Other people were doing haplotype inference with Markov models based on similarly large sets of haplotypes. If you knew, for a suitably large subset of variants, whether each variant was likely absent, heterozygous, or homozygous in the sequenced genome, you could use the model to get a good approximation of the genome.
When ChatGPT appeared, the application was surprising (even though I knew some people who had been experimenting with GPT-2 and GPT-3). But it was less surprising on a technical level, as it was close enough to what I had intuitively considered possible with large Markov models.
This is pretty stupid because the equation for self attention is pretty trivial to the point where it makes sense to just go straight into the math and not play pretend games.
softmax(QK^T/sqrt(dk))V
Q=W_QX
K=W_KX
V=W_VX
X is a matrix where every column is the embedding of a token.
K and V matrices need to be cached.
Also, you need to calculate all of it, for every layer, even if you just want a single token of output.
The tokens after the first token can reuse the K, V embedding matrices and don't have to recalculate everything for on scratch. Causal attention is the concept of masking the calculation so you only have to look at past tokens.
My critique boils down to this: Transformers are too simple to simplify them. You can only lose information if you do that.
The problem is that it doesn’t stay simplified; once you leave the room those people start using that model to explain details of actual LLM behavior. I’m constantly arguing with people who use this mental model to explain why LLMs can’t do things that they absolutely can do.
I frequently see people underestimate the danger of LLMs to humanity in the long term and to people’s jobs in the medium term because they follow this chain of reasoning:
- An LLM is basically a fancy markov chain (highly dubious even if there’s a tiny kernel of truth in there)
- Therefore markov chains and LLMs have a similar skill ceiling (definitely wrong)
- My job could never be done by a markov chain, it’s much too complex (this is presented self-evidently, no one ever feels the need to back this up)
- Therefore, since LLMs are basically markov chains, and a markov chain could never do my job, I have nothing to worry about.
I’ll grant that you’re not necessarily responsible for these people using your model in a way you didn’t intend.

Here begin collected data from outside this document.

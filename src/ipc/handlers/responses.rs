use crate::ipc::error::{db_err, err, ok};
use crate::ipc::types::{AppState, Request};
use crate::model::{AnswerValue, QuestionType};
use rusqlite::{Connection, OptionalExtension};
use serde_json::json;
use std::collections::{HashMap, HashSet};
use uuid::Uuid;

struct SurveyMeta {
    owner_id: String,
    owner_role: String,
}

fn survey_meta(conn: &Connection, survey_id: &str) -> rusqlite::Result<Option<SurveyMeta>> {
    conn.query_row(
        "SELECT owner_id, owner_role FROM surveys WHERE id = ?",
        [survey_id],
        |r| {
            Ok(SurveyMeta {
                owner_id: r.get(0)?,
                owner_role: r.get(1)?,
            })
        },
    )
    .optional()
}

fn existing_submission(
    conn: &Connection,
    survey_id: &str,
    respondent_id: &str,
) -> rusqlite::Result<Option<String>> {
    conn.query_row(
        "SELECT submitted_at FROM responses WHERE survey_id = ? AND respondent_id = ?",
        (survey_id, respondent_id),
        |r| r.get(0),
    )
    .optional()
}

/// Best-effort: record the teacher-student relationship implied by a student
/// answering a teacher's survey. Failures are logged and swallowed; they never
/// fail the submission that triggered them.
fn link_teacher_student(conn: &Connection, teacher_id: &str, student_id: &str) {
    let now = chrono::Utc::now().to_rfc3339();
    if let Err(e) = conn.execute(
        "INSERT OR IGNORE INTO teacher_student_links(teacher_id, student_id, created_at)
         VALUES(?, ?, ?)",
        (teacher_id, student_id, &now),
    ) {
        eprintln!(
            "surveyd: teacher-student link for ({}, {}) failed: {}",
            teacher_id, student_id, e
        );
    }
}

fn handle_responses_submit(state: &mut AppState, req: &Request) -> serde_json::Value {
    let Some(conn) = state.db.as_ref() else {
        return err(&req.id, "no_workspace", "select a workspace first", None);
    };

    let survey_id = match req.params.get("surveyId").and_then(|v| v.as_str()) {
        Some(v) => v.to_string(),
        None => return err(&req.id, "bad_params", "missing surveyId", None),
    };
    let Some(respondent) = req.params.get("respondent") else {
        return err(&req.id, "bad_params", "missing respondent", None);
    };
    let respondent_id = match respondent.get("id").and_then(|v| v.as_str()) {
        Some(v) if !v.trim().is_empty() => v.trim().to_string(),
        _ => return err(&req.id, "bad_params", "missing respondent.id", None),
    };
    let respondent_role = respondent
        .get("role")
        .and_then(|v| v.as_str())
        .unwrap_or("anonymous")
        .to_string();
    let source_address = req
        .params
        .get("sourceAddress")
        .and_then(|v| v.as_str())
        .map(|s| s.to_string());
    let Some(raw_answers) = req.params.get("answers").and_then(|v| v.as_array()) else {
        return err(&req.id, "bad_params", "missing answers", None);
    };
    if raw_answers.is_empty() {
        return err(
            &req.id,
            "validation_failed",
            "a submission must answer at least one question",
            None,
        );
    }

    let meta = match survey_meta(conn, &survey_id) {
        Ok(Some(m)) => m,
        Ok(None) => return err(&req.id, "not_found", "survey not found", None),
        Err(e) => return db_err(&req.id, "db_query_failed", &e, None),
    };

    // One response per (survey, respondent); the original submission time is
    // part of the conflict payload so clients can show when it happened.
    match existing_submission(conn, &survey_id, &respondent_id) {
        Ok(Some(submitted_at)) => {
            return err(
                &req.id,
                "conflict",
                "respondent already submitted a response for this survey",
                Some(json!({ "submittedAt": submitted_at })),
            )
        }
        Ok(None) => {}
        Err(e) => return db_err(&req.id, "db_query_failed", &e, None),
    }

    // Load the survey's questions so every answer can be checked against the
    // question it claims to answer.
    let mut q_stmt = match conn
        .prepare("SELECT id, qtype, required FROM questions WHERE survey_id = ?")
    {
        Ok(s) => s,
        Err(e) => return db_err(&req.id, "db_query_failed", &e, None),
    };
    let question_rows = q_stmt
        .query_map([&survey_id], |row| {
            Ok((
                row.get::<_, String>(0)?,
                row.get::<_, String>(1)?,
                row.get::<_, i64>(2)?,
            ))
        })
        .and_then(|it| it.collect::<Result<Vec<_>, _>>());
    let question_rows = match question_rows {
        Ok(v) => v,
        Err(e) => return db_err(&req.id, "db_query_failed", &e, None),
    };
    let mut questions: HashMap<String, (QuestionType, bool)> = HashMap::new();
    for (qid, qtype, required) in question_rows {
        let Some(qtype) = QuestionType::parse(&qtype) else {
            return err(
                &req.id,
                "db_query_failed",
                format!("stored question {} has unknown type {}", qid, qtype),
                None,
            );
        };
        questions.insert(qid, (qtype, required != 0));
    }

    let mut validated: Vec<(String, AnswerValue)> = Vec::with_capacity(raw_answers.len());
    let mut answered: HashSet<String> = HashSet::new();
    for (ai, a) in raw_answers.iter().enumerate() {
        let question_id = match a.get("questionId").and_then(|v| v.as_str()) {
            Some(v) => v.to_string(),
            None => {
                return err(
                    &req.id,
                    "validation_failed",
                    "answer is missing questionId",
                    Some(json!({ "answerIndex": ai })),
                )
            }
        };
        let Some(&(qtype, _)) = questions.get(&question_id) else {
            return err(
                &req.id,
                "validation_failed",
                "answer references a question outside this survey",
                Some(json!({ "answerIndex": ai, "questionId": question_id })),
            );
        };
        if !answered.insert(question_id.clone()) {
            return err(
                &req.id,
                "validation_failed",
                "duplicate answer for the same question",
                Some(json!({ "answerIndex": ai, "questionId": question_id })),
            );
        }
        let raw_value = a.get("value").unwrap_or(&serde_json::Value::Null);
        let value = match AnswerValue::from_raw(qtype, raw_value) {
            Ok(v) => v,
            Err(reason) => {
                return err(
                    &req.id,
                    "validation_failed",
                    reason,
                    Some(json!({ "answerIndex": ai, "questionId": question_id })),
                )
            }
        };
        validated.push((question_id, value));
    }

    for (qid, &(_, required)) in &questions {
        if required && !answered.contains(qid) {
            return err(
                &req.id,
                "validation_failed",
                "required question is not answered",
                Some(json!({ "questionId": qid })),
            );
        }
    }

    let response_id = Uuid::new_v4().to_string();
    let submitted_at = chrono::Utc::now().to_rfc3339();

    let tx = match conn.unchecked_transaction() {
        Ok(t) => t,
        Err(e) => return db_err(&req.id, "db_tx_failed", &e, None),
    };

    if let Err(e) = tx.execute(
        "INSERT INTO responses(id, survey_id, respondent_id, submitted_at, source_address)
         VALUES(?, ?, ?, ?, ?)",
        (
            &response_id,
            &survey_id,
            &respondent_id,
            &submitted_at,
            &source_address,
        ),
    ) {
        let _ = tx.rollback();
        // The UNIQUE(survey_id, respondent_id) backstop catches a submission
        // that raced past the probe above.
        if let rusqlite::Error::SqliteFailure(f, _) = &e {
            if f.code == rusqlite::ErrorCode::ConstraintViolation {
                let original = existing_submission(conn, &survey_id, &respondent_id)
                    .ok()
                    .flatten();
                return err(
                    &req.id,
                    "conflict",
                    "respondent already submitted a response for this survey",
                    original.map(|s| json!({ "submittedAt": s })),
                );
            }
        }
        return db_err(
            &req.id,
            "db_insert_failed",
            &e,
            Some(json!({ "table": "responses" })),
        );
    }

    for (ai, (question_id, value)) in validated.iter().enumerate() {
        let stored = match serde_json::to_string(value) {
            Ok(s) => s,
            Err(e) => {
                let _ = tx.rollback();
                return err(
                    &req.id,
                    "db_insert_failed",
                    format!("failed to serialize answer value: {}", e),
                    Some(json!({ "answerIndex": ai })),
                );
            }
        };
        if let Err(e) = tx.execute(
            "INSERT INTO answers(id, response_id, question_id, value) VALUES(?, ?, ?, ?)",
            (
                Uuid::new_v4().to_string(),
                &response_id,
                question_id,
                &stored,
            ),
        ) {
            let _ = tx.rollback();
            return db_err(
                &req.id,
                "db_insert_failed",
                &e,
                Some(json!({ "table": "answers", "answerIndex": ai })),
            );
        }
    }

    if let Err(e) = tx.commit() {
        return db_err(&req.id, "db_commit_failed", &e, None);
    }

    if respondent_role == "student" && meta.owner_role == "teacher" {
        link_teacher_student(conn, &meta.owner_id, &respondent_id);
    }

    let answers_json: Vec<serde_json::Value> = validated
        .iter()
        .map(|(qid, value)| json!({ "questionId": qid, "value": value.to_wire() }))
        .collect();
    ok(
        &req.id,
        json!({
            "response": {
                "id": response_id,
                "surveyId": survey_id,
                "respondentId": respondent_id,
                "submittedAt": submitted_at,
                "answers": answers_json
            }
        }),
    )
}

fn handle_responses_check(state: &mut AppState, req: &Request) -> serde_json::Value {
    let Some(conn) = state.db.as_ref() else {
        return err(&req.id, "no_workspace", "select a workspace first", None);
    };

    let survey_id = match req.params.get("surveyId").and_then(|v| v.as_str()) {
        Some(v) => v.to_string(),
        None => return err(&req.id, "bad_params", "missing surveyId", None),
    };
    let respondent_id = match req.params.get("respondentId").and_then(|v| v.as_str()) {
        Some(v) => v.to_string(),
        None => return err(&req.id, "bad_params", "missing respondentId", None),
    };

    match existing_submission(conn, &survey_id, &respondent_id) {
        Ok(found) => ok(&req.id, json!({ "hasTaken": found.is_some() })),
        Err(e) => db_err(&req.id, "db_query_failed", &e, None),
    }
}

fn handle_responses_list(state: &mut AppState, req: &Request) -> serde_json::Value {
    let Some(conn) = state.db.as_ref() else {
        return err(&req.id, "no_workspace", "select a workspace first", None);
    };

    let survey_id = match req.params.get("surveyId").and_then(|v| v.as_str()) {
        Some(v) => v.to_string(),
        None => return err(&req.id, "bad_params", "missing surveyId", None),
    };
    let owner_id = match req.params.get("ownerId").and_then(|v| v.as_str()) {
        Some(v) => v.to_string(),
        None => return err(&req.id, "bad_params", "missing ownerId", None),
    };

    match survey_meta(conn, &survey_id) {
        Ok(Some(m)) if m.owner_id == owner_id => {}
        Ok(Some(_)) => return err(&req.id, "forbidden", "survey is owned by someone else", None),
        Ok(None) => return err(&req.id, "not_found", "survey not found", None),
        Err(e) => return db_err(&req.id, "db_query_failed", &e, None),
    }

    let mut r_stmt = match conn.prepare(
        "SELECT id, respondent_id, submitted_at, source_address
         FROM responses WHERE survey_id = ? ORDER BY submitted_at, id",
    ) {
        Ok(s) => s,
        Err(e) => return db_err(&req.id, "db_query_failed", &e, None),
    };
    let response_rows = r_stmt
        .query_map([&survey_id], |row| {
            Ok((
                row.get::<_, String>(0)?,
                row.get::<_, String>(1)?,
                row.get::<_, String>(2)?,
                row.get::<_, Option<String>>(3)?,
            ))
        })
        .and_then(|it| it.collect::<Result<Vec<_>, _>>());
    let response_rows = match response_rows {
        Ok(v) => v,
        Err(e) => return db_err(&req.id, "db_query_failed", &e, None),
    };

    // Resolve question text/type alongside each answer for display.
    let mut a_stmt = match conn.prepare(
        "SELECT a.question_id, q.text, q.qtype, a.value
         FROM answers a
         JOIN questions q ON q.id = a.question_id
         WHERE a.response_id = ?
         ORDER BY q.sort_order",
    ) {
        Ok(s) => s,
        Err(e) => return db_err(&req.id, "db_query_failed", &e, None),
    };

    let mut out = Vec::with_capacity(response_rows.len());
    for (response_id, respondent_id, submitted_at, source_address) in response_rows {
        let answer_rows = a_stmt
            .query_map([&response_id], |row| {
                Ok((
                    row.get::<_, String>(0)?,
                    row.get::<_, String>(1)?,
                    row.get::<_, String>(2)?,
                    row.get::<_, String>(3)?,
                ))
            })
            .and_then(|it| it.collect::<Result<Vec<_>, _>>());
        let answer_rows = match answer_rows {
            Ok(v) => v,
            Err(e) => return db_err(&req.id, "db_query_failed", &e, None),
        };

        let mut answers = Vec::with_capacity(answer_rows.len());
        for (question_id, question_text, qtype, stored) in answer_rows {
            let value = serde_json::from_str::<AnswerValue>(&stored)
                .map(|v| v.to_wire())
                .unwrap_or(serde_json::Value::Null);
            answers.push(json!({
                "questionId": question_id,
                "questionText": question_text,
                "questionType": qtype,
                "value": value
            }));
        }

        out.push(json!({
            "id": response_id,
            "surveyId": survey_id,
            "respondentId": respondent_id,
            "submittedAt": submitted_at,
            "sourceAddress": source_address,
            "answers": answers
        }));
    }

    ok(&req.id, json!({ "responses": out }))
}

pub fn try_handle(state: &mut AppState, req: &Request) -> Option<serde_json::Value> {
    match req.method.as_str() {
        "responses.submit" => Some(handle_responses_submit(state, req)),
        "responses.check" => Some(handle_responses_check(state, req)),
        "responses.list" => Some(handle_responses_list(state, req)),
        _ => None,
    }
}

But I do think at this point it’s time to start pushing people to stop trying to reason mechanically about how these things work.
1. An LLM is absolutely a Markov chain. That is not meant to dismiss that they are a remarkable feat of generating and compressing the representation of really cool Markov chains.
2. Because they are Markov chains, their skill ceiling is bounded by whatever the skill ceiling of Markov chains happens to be. What LLMs demonstrate is that the skill ceiling of Markov chains is higher than previously understood.
3. If the skill ceiling of Markov chains is high enough, then one could take over some or all of someone's job.
I think there’s an equivocation being accidentally made between n-gram models, and Markov processes, because “Markov chain” is used to mean both things.
N-gram models are not useful in many of the ways LLMs are.
N-gram models are very limited.
On the other hand, basically any process can be considered a Markov process if you make the state include enough.
So, calling both the very-limited n-gram models and the nearly-unlimited Markov processes, by the same name “Markov chain” is just, super confusing.